[Collected data]

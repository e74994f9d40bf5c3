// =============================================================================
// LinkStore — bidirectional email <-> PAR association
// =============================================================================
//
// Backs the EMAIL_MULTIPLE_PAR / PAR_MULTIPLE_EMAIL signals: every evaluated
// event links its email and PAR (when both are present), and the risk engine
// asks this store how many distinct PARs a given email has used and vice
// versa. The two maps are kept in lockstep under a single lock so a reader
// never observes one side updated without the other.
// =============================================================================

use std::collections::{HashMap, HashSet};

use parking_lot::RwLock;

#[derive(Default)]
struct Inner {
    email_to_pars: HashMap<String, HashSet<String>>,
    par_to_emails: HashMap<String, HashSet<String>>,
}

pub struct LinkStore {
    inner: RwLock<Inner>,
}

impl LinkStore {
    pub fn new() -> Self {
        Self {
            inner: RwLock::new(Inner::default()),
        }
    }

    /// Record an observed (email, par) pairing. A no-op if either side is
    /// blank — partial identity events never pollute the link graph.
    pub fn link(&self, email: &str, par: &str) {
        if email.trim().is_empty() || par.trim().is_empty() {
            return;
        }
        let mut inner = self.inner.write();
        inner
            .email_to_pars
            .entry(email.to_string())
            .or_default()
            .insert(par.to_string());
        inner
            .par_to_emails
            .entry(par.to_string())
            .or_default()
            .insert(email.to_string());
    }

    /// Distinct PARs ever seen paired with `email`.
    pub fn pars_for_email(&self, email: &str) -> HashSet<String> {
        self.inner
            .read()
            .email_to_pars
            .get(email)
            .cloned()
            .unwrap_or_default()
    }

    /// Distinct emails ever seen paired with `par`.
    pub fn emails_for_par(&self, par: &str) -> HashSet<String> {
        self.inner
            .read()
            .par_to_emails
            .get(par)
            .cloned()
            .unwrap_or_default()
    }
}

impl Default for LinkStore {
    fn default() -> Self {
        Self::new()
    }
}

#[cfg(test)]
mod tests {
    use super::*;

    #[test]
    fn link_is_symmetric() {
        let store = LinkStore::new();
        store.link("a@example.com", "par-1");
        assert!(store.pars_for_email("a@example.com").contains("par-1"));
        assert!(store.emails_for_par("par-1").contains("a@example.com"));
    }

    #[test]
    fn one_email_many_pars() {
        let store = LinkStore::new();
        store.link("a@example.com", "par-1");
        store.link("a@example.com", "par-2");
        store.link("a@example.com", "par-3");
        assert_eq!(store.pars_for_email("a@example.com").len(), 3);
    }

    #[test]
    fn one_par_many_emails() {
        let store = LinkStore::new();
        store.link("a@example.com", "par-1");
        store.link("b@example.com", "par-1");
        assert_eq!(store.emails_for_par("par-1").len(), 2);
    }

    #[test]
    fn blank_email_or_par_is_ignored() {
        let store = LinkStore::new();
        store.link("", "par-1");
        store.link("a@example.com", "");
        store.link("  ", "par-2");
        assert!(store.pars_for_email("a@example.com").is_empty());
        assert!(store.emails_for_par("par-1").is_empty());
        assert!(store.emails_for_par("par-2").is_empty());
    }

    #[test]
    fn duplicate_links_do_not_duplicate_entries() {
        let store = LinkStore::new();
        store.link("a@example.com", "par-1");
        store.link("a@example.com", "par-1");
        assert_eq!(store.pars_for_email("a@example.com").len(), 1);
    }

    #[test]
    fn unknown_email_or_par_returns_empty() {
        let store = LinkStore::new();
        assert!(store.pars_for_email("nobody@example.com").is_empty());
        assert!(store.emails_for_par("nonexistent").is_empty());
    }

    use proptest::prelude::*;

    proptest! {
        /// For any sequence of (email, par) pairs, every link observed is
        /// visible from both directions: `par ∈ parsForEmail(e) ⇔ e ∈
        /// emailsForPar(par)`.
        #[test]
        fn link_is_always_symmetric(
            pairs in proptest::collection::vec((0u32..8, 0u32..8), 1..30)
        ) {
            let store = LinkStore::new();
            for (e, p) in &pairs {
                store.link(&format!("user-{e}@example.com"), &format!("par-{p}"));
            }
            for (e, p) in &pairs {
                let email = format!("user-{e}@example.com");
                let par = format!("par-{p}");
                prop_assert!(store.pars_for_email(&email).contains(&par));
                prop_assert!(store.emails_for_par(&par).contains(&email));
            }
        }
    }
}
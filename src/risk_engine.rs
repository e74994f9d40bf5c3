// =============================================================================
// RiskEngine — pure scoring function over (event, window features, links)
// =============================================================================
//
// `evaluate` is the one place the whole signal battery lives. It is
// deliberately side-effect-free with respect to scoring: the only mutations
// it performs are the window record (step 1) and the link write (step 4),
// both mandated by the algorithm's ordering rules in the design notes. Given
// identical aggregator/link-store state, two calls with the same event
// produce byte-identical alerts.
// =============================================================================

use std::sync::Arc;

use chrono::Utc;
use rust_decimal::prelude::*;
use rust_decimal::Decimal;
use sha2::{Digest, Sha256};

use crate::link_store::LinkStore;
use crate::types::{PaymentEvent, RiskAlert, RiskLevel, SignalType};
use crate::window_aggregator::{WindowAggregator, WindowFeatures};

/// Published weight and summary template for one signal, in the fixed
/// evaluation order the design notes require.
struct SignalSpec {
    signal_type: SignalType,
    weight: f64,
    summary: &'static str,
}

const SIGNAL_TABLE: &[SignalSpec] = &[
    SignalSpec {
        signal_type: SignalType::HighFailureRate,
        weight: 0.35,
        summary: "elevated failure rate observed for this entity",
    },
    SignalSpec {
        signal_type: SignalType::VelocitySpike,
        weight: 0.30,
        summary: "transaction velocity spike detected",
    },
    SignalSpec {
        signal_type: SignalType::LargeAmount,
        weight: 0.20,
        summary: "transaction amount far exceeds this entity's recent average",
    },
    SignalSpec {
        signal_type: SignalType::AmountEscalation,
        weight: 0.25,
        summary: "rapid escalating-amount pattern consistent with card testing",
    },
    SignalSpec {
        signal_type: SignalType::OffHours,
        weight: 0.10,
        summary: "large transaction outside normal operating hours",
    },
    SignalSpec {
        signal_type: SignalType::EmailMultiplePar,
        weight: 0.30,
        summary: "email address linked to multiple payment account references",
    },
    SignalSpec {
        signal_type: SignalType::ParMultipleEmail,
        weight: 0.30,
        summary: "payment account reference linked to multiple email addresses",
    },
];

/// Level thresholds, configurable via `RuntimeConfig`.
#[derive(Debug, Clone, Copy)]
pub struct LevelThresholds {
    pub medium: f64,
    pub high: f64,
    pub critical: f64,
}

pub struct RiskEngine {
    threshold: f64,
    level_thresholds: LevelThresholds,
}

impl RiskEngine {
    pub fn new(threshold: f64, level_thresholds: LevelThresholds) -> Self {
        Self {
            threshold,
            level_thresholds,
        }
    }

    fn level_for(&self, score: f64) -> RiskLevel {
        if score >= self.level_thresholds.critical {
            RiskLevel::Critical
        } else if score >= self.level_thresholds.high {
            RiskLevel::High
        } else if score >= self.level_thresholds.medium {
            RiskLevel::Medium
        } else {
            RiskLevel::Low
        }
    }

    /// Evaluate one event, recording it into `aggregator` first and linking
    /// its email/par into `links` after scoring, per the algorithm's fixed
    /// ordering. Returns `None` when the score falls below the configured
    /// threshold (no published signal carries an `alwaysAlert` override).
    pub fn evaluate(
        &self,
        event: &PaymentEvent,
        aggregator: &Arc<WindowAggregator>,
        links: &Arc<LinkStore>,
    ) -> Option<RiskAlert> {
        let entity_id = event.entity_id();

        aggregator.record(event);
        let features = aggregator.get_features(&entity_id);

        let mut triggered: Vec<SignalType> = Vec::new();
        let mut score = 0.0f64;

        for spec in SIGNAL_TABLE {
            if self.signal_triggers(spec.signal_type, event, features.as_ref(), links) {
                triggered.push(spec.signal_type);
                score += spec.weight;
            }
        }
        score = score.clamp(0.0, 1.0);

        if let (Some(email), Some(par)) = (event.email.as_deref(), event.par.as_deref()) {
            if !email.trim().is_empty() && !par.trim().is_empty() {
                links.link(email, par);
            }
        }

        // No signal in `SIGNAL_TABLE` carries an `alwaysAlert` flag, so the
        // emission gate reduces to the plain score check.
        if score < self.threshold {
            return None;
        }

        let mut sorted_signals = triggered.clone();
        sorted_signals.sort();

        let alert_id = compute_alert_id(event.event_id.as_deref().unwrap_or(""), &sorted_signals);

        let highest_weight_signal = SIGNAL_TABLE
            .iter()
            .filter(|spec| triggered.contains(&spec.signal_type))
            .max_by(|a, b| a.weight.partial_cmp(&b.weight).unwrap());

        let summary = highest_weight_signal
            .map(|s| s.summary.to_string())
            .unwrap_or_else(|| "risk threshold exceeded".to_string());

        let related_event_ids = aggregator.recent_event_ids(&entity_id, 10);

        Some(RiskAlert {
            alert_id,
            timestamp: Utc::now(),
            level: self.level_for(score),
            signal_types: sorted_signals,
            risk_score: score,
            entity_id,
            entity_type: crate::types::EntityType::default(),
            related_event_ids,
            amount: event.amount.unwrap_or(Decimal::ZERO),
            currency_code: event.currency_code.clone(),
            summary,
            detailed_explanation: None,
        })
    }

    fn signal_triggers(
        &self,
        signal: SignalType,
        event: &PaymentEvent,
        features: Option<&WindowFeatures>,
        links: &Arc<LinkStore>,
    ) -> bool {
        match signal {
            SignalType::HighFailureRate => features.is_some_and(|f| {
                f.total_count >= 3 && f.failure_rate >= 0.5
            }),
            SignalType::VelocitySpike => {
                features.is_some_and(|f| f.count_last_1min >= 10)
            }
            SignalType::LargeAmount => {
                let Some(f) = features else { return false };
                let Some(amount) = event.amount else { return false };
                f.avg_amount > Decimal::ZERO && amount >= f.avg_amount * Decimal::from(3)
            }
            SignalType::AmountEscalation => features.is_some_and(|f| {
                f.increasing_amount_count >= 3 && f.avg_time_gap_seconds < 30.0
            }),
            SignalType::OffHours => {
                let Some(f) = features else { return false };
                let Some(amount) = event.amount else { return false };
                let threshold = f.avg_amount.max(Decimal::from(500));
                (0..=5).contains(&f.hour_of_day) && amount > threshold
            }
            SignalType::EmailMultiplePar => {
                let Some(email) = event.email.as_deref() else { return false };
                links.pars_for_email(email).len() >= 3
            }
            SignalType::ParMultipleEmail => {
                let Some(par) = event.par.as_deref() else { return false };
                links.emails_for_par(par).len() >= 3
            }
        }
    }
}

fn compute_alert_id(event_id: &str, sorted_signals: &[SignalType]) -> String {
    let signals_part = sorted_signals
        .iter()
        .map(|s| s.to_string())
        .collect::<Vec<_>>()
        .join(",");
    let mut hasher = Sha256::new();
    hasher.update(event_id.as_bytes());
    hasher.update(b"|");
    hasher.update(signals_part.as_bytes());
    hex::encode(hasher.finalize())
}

ABOUT THIS EXERCISE => Your response should hold the lines from the first line of the entries above through the line with "so a reader", each retyped exactly, and nothing else.

OUTPUT BELOW =>
repository e74994f9d40bf5c3
// =============================================================================
// LinkStore — bidirectional email <-> PAR association
// =============================================================================
//
// Backs the EMAIL_MULTIPLE_PAR / PAR_MULTIPLE_EMAIL signals: every evaluated
// event links its email and PAR (when both are present), and the risk engine
// asks this store how many distinct PARs a given email has used and vice
// versa. The two maps are kept in lockstep under a single lock so a reader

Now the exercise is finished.